Those facts, then, support the commissioner's conclusion that Ms. Monroe's acts
were not misconduct. RCW 50.04.294(3) lists certain acts that are expressly excluded
from the statutory definition of misconduct. Those acts include "[i]nefficiency,
unsatisfactory conduct, or failure to perform well as the result of inability or incapacity."
RCW 50.04.294(3)(a). Mere incompetence does not constitute statutory misconduct. Id.;
Barker v. Employment Sec. Dep't, 127 Wn. App. 588, 594, 112 P.3d 536 (2005). Ms.
Monroe was unable to perform her job to Markam's standards because she lacked the
skills she needed to properly manage a case. Comm'r R. at 61.
The commissioner's findings support its conclusion that Ms. Monroe was not
discharged for misconduct. Accordingly, the commissioner correctly determined that Ms.
Monroe is entitled to unemployment benefits.
Attorney Fees
Ms. Monroe requests attorney fees and costs under RCW 4.84.350 and RCW
50.32.160. We may grant a request for attorney fees and costs on appeal when permitted
by applicable law. Pruitt v. Douglas County, 116 Wn. App. 547, 560, 66 P.3d 1111
(2003).
RCW 4.84.350(1) allows petitioners to recover attorney fees from a state agency
for a successful appeal of an agency action unless a different statute provides otherwise:
Except as otherwise specifically provided by statute, a court shall award a
qualified party that prevails in a judicial review of an agency action fees
and other expenses, including reasonable attorneys' fees, unless the court
finds that the agency action was substantially justified or that circumstances
make an award unjust.
The Department argues that the exception in RCW 4.84.350 applies here because
the Employment Security Act has its own attorney fees statute at RCW 50.32.160. The
Department is correct. The Employment Security Act applies to the agency action
reviewed in this case. And RCW 50.32.160 states that a claimant must recover
reasonable attorney fees and costs from the unemployment compensation administration
fund when an appellate court reverses or modifies the decision of the commissioner.

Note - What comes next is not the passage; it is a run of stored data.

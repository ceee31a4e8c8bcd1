//! TOML formats for schema and values files.
//!
//! Schema file:
//! ```toml
//! [document]
//! root = "DWPBody"
//! group = "root"                 # optional
//! [document.attributes]          # optional, order preserved
//! xmlns = "http://example.org/claim"
//!
//! [[groups.root]]
//! field = "surname"
//! path = "Claimant/Surname"
//! ```
//!
//! Values file: top-level string keys are scalars, arrays of tables are
//! field collections.

use std::collections::BTreeMap;
use std::path::Path;

use serde::Deserialize;
use tracing::debug;

use crate::application::error_ext::DomainResultExt;
use crate::application::{ApplicationError, ApplicationResult};
use crate::domain::{
    from_toml_table, Attributes, DocumentSchema, FlatValueMap, MappingTable, RawMappingEntry,
    DEFAULT_GROUP,
};

#[derive(Debug, Clone, Deserialize)]
#[serde(deny_unknown_fields)]
pub struct RawSchema {
    pub document: RawDocument,
    #[serde(default)]
    pub groups: BTreeMap<String, Vec<RawMappingEntry>>,
}

#[derive(Debug, Clone, Deserialize)]
#[serde(deny_unknown_fields)]
pub struct RawDocument {
    pub root: String,
    #[serde(default = "default_group")]
    pub group: String,
    #[serde(default)]
    pub attributes: toml::Table,
}

fn default_group() -> String {
    DEFAULT_GROUP.to_string()
}

/// Parse and validate a schema; `origin` is used for error messages only.
pub fn parse_schema(content: &str, origin: &Path) -> ApplicationResult<DocumentSchema> {
    let raw: RawSchema = toml::from_str(content).map_err(|e| ApplicationError::Schema {
        path: origin.to_path_buf(),
        message: e.to_string(),
    })?;

    let mut attributes = Attributes::new();
    for (key, value) in &raw.document.attributes {
        let value = value.as_str().ok_or_else(|| ApplicationError::Schema {
            path: origin.to_path_buf(),
            message: format!(
                "attribute '{}' must be a string, found {}",
                key,
                value.type_str()
            ),
        })?;
        attributes.insert(key.clone(), value);
    }

    let table = MappingTable::try_from(raw.groups).in_file(origin)?;
    debug!(groups = table.len(), root = %raw.document.root, "parsed schema");

    DocumentSchema::new(raw.document.root, attributes, raw.document.group, table).in_file(origin)
}

/// Parse a values file into a value map; unsupported value types are domain errors.
pub fn parse_values(content: &str, origin: &Path) -> ApplicationResult<FlatValueMap> {
    let table: toml::Table = toml::from_str(content).map_err(|e| ApplicationError::Values {
        path: origin.to_path_buf(),
        message: e.to_string(),
    })?;
    from_toml_table(&table).in_file(origin)
}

The Department contends that Ms. Monroe is not entitled to fees and costs under
RCW 50.32.160 because, if Ms. Monroe prevails on appeal, the commissioner's decision
will be affirmed -- not reversed or modified. We agree. Ms. Monroe is entitled to
unemployment benefits and, therefore, we affirm the commissioner's decision. We
neither reversed nor modified the commissioner's decision. RCW 50.32.160, then, does
not provide a basis for a fee award in this case.
We reverse the trial court and deny fees.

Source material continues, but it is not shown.